Welcome to CogSci Unpacked, an exciting new blog series dedicated to summarizing academic papers from the Cognitive Science, a CSS Journal. Our goal is to bridge the gap between academia and the broader public, fostering a better understanding of cognitive science and making it accessible and relatable to all. If you’re curious to dive even deeper, we invite you to explore the full academic paper.
Imagine you’re waiting for a train with your friend. While they’re in the bathroom, you get the tickets out of their suitcase and move them to your backpack for easy access. Your friend gets back and wants to double check the tickets. Where do you think they’re going to look for them?

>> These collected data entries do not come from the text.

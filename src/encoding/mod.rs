//! Feature encoding
//!
//! Turns typed patient records into a numeric design matrix: Age passes
//! through as-is, every categorical attribute is expanded into one-hot
//! indicator columns named `<attribute>_<category>`. The fitted column list
//! is the schema contract for the whole model and attribution stack.

use crate::dataset::{LabeledRecord, PatientRecord, AGE_COLUMN, CATEGORICAL_ATTRIBUTES};
use crate::error::{Result, RiskError};
use ndarray::{Array1, Array2};
use std::collections::BTreeSet;

/// One-hot encoder fitted on training data.
///
/// Column order is Age first, then indicator columns grouped by attribute
/// in schema order, categories sorted lexicographically within each
/// attribute. Only categories observed during `fit` get a column; unseen
/// categories at encode time map to an all-zero indicator group.
#[derive(Debug, Clone)]
pub struct FeatureEncoder {
    columns: Vec<String>,
}

impl FeatureEncoder {
    /// Fit the encoder on training records, deriving the column list.
    pub fn fit(records: &[LabeledRecord]) -> Result<Self> {
        if records.is_empty() {
            return Err(RiskError::DataError(
                "cannot fit encoder on empty dataset".to_string(),
            ));
        }

        let mut columns = vec![AGE_COLUMN.to_string()];
        for attr in CATEGORICAL_ATTRIBUTES {
            let observed: BTreeSet<&str> = records
                .iter()
                .filter_map(|r| r.patient.categorical(attr.name))
                .collect();
            for category in observed {
                columns.push(format!("{}_{}", attr.name, category));
            }
        }

        Ok(Self { columns })
    }

    /// The fitted column names, in matrix order.
    pub fn columns(&self) -> &[String] {
        &self.columns
    }

    /// Encode a batch of records into a design matrix.
    pub fn encode_matrix(&self, records: &[LabeledRecord]) -> Result<Array2<f64>> {
        let mut matrix = Array2::zeros((records.len(), self.columns.len()));
        for (i, record) in records.iter().enumerate() {
            let row = self.encode_record(&record.patient)?;
            matrix.row_mut(i).assign(&row);
        }
        Ok(matrix)
    }

    /// Encode a single patient, reindexed against the fitted columns.
    ///
    /// Columns absent from the patient's dummy expansion are zero-filled;
    /// categories the training data never produced are dropped. The result
    /// therefore always matches the training schema exactly.
    pub fn encode_record(&self, patient: &PatientRecord) -> Result<Array1<f64>> {
        let mut row = Array1::zeros(self.columns.len());
        for (j, column) in self.columns.iter().enumerate() {
            if column == AGE_COLUMN {
                row[j] = patient.age as f64;
                continue;
            }
            let (attr, category) = split_column(column).ok_or_else(|| {
                RiskError::SchemaMismatch {
                    input_columns: vec![column.clone()],
                    training_columns: self.columns.clone(),
                }
            })?;
            if patient.categorical(attr) == Some(category) {
                row[j] = 1.0;
            }
        }
        Ok(row)
    }

    /// Extract labels as a float vector aligned with `encode_matrix` rows.
    pub fn labels(&self, records: &[LabeledRecord]) -> Array1<f64> {
        records.iter().map(|r| r.label as f64).collect()
    }

    /// Index of a column by name, if present.
    pub fn column_index(&self, name: &str) -> Option<usize> {
        self.columns.iter().position(|c| c == name)
    }
}

/// Split a one-hot column name into its attribute and category parts.
///
/// Attribute names may themselves contain underscores only via category
/// values, so the split is resolved against the known schema rather than
/// at the first underscore.
fn split_column(column: &str) -> Option<(&str, &str)> {
    for attr in CATEGORICAL_ATTRIBUTES {
        if let Some(rest) = column.strip_prefix(attr.name) {
            if let Some(category) = rest.strip_prefix('_') {
                return Some((attr.name, category));
            }
        }
    }
    None
}

#[cfg(test)]
mod tests {
    use super::*;
    use crate::dataset::sample_patient;

    fn training_records() -> Vec<LabeledRecord> {
        let mut a = sample_patient();
        a.gender = "Female".to_string();
        a.calcium_intake = "Low".to_string();
        let mut b = sample_patient();
        b.age = 30;
        b.gender = "Male".to_string();
        b.calcium_intake = "Adequate".to_string();
        vec![
            LabeledRecord { patient: a, label: 1 },
            LabeledRecord { patient: b, label: 0 },
        ]
    }

    #[test]
    fn test_fit_column_order() {
        let encoder = FeatureEncoder::fit(&training_records()).unwrap();
        let columns = encoder.columns();
        assert_eq!(columns[0], "Age");
        // categories sorted within the attribute
        let female = encoder.column_index("Gender_Female").unwrap();
        let male = encoder.column_index("Gender_Male").unwrap();
        assert!(female < male);
        assert!(encoder.column_index("Calcium Intake_Low").is_some());
    }

    #[test]
    fn test_fit_only_observed_categories() {
        let encoder = FeatureEncoder::fit(&training_records()).unwrap();
        // no record had Heavy alcohol consumption
        assert!(encoder.column_index("Alcohol Consumption_Heavy").is_none());
        assert!(encoder.column_index("Alcohol Consumption_Moderate").is_some());
    }

    #[test]
    fn test_encode_record_indicators() {
        let encoder = FeatureEncoder::fit(&training_records()).unwrap();
        let patient = sample_patient();
        let row = encoder.encode_record(&patient).unwrap();

        assert_eq!(row[encoder.column_index("Age").unwrap()], 65.0);
        assert_eq!(row[encoder.column_index("Gender_Female").unwrap()], 1.0);
        assert_eq!(row[encoder.column_index("Gender_Male").unwrap()], 0.0);
        assert_eq!(row[encoder.column_index("Calcium Intake_Low").unwrap()], 1.0);
    }

    #[test]
    fn test_encode_unseen_category_zero_fills() {
        let encoder = FeatureEncoder::fit(&training_records()).unwrap();
        let mut patient = sample_patient();
        patient.alcohol_consumption = "Heavy".to_string();
        let row = encoder.encode_record(&patient).unwrap();
        // entire Alcohol Consumption group is zero
        assert_eq!(row[encoder.column_index("Alcohol Consumption_Moderate").unwrap()], 0.0);
    }

    #[test]
    fn test_encode_matrix_shape_and_labels() {
        let records = training_records();
        let encoder = FeatureEncoder::fit(&records).unwrap();
        let matrix = encoder.encode_matrix(&records).unwrap();
        assert_eq!(matrix.nrows(), 2);
        assert_eq!(matrix.ncols(), encoder.columns().len());
        let labels = encoder.labels(&records);
        assert_eq!(labels.to_vec(), vec![1.0, 0.0]);
    }

    #[test]
    fn test_fit_empty_fails() {
        assert!(FeatureEncoder::fit(&[]).is_err());
    }

    #[test]
    fn test_split_column_with_underscore_category() {
        let (attr, cat) = split_column("Medical Conditions_Rheumatoid Arthritis").unwrap();
        assert_eq!(attr, "Medical Conditions");
        assert_eq!(cat, "Rheumatoid Arthritis");
    }
}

If you guessed that they’ll look in the suitcase, congratulations: you just passed the False Belief Task! The task tests whether you can keep track of someone else’s beliefs, even when they differ from your own. This ability — often referred to as mindreading or theory of mind — is crucial for navigating social situations. It typically develops in humans before age 5, but there’s debate about whether it develops in other animals at all. This has sparked a “nature vs nurture” debate about where our mindreading abilities come from. Did we evolve dedicated cognitive mechanisms to perform social reasoning? Or do we learn this ability during our lifetimes through social interaction? Or from language?
In Trott et al. (2023), we tested if it was possible in principle to pass the False Belief Task based on language experience alone. We administered a version of the task to a Large Language Model (LLM): a neural network that learns to predict the next word in a sequence based on statistical patterns in language. LLMs serve as ideal guinea pigs for this question, because they don’t have any built-in knowledge or reasoning capabilities and no body: everything they learn comes entirely from exposure to language. If LLMs can correctly answer False Belief Task questions, it suggests that this behavior can be learned entirely from language input and doesn’t require any specialized cognitive equipment or physical experience in the world.
We presented GPT-3 (a LLM) with scenarios like the one above, followed by a sentence that indicated a character’s belief about an object’s location (e.g. “your friend thinks the tickets are in the ____”). We got GPT-3 to predict the final word in the sentence, and measured the probability that it assigned to the object’s start location (suitcase) versus the end location (backpack). In one condition (True Belief), the character saw the object being moved (so they should know that it is in the new location). In the False Belief condition, they didn’t see the object being moved (so they should still think the object is in the old location). We generated entirely new passages to ensure GPT-3 had never seen them before, and asked human participants to complete the same passages so we could compare their responses.
GPT-3 consistently assigned a higher probability to the start location in the False Belief condition compared to the True Belief condition (see Figure 2). For example, the model rated it as more likely that your friend would look for the tickets in the suitcase if they hadn’t seen you move them to the backpack. This behavior is consistent with the implied mental states of the characters. It suggests that the model is sensitive to information in the passage about what each character is likely to know, and uses this information to make predictions for later sentences describing their beliefs.
Could humans be using the same kind of statistical linguistic information to perform the task? To test this stronger claim, we measured how much of the human responses could be explained by the LLM’s behavior. We found a significant in humans even after controlling for GPT-3’s performance, suggesting that humans are using information that isn’t captured by the model (see Figure 3). This was also reflected by a gap in performance at the task: while GPT-3 got 75% of the items right, human accuracy was 83%.
Do the results suggest that GPT-3 is actually representing beliefs?
The False Belief Task is often viewed as strong evidence of this ability in children and non-human animals. If we treat the test as equally informative in the case of LLMs, it indicates that GPT-3 has some ability to represent beliefs, albeit not as robustly as humans. Alternatively, you might argue that we know a priori that LLMs don’t represent beliefs: they’re just predicting the next word in a sentence after all! If so, the results indicate a problem with the False Belief Task: it can be passed by an agent that lacks the very ability it’s supposed to assess. One way to resolve this dilemma would be to look beyond the False Belief Task alone, and include other measures of belief representation — if GPT-3 consistently displays evidence of representing beliefs across a diverse range of tasks, it ought to increase our confidence that this result is not just a fluke. Thus far, ongoing work in this vein (including slight modifications to similar studies, and broader Theory of Mind benchmarks) has yielded mixed results.
Crucially, however, our results suggest that language statistics alone — at least insofar as they are learned by GPT-3 — are not sufficient to fully explain human belief sensitivity. Learning to understand others’ minds, therefore, may rely on linking linguistic input to innate capacities or to other embodied or social experiences.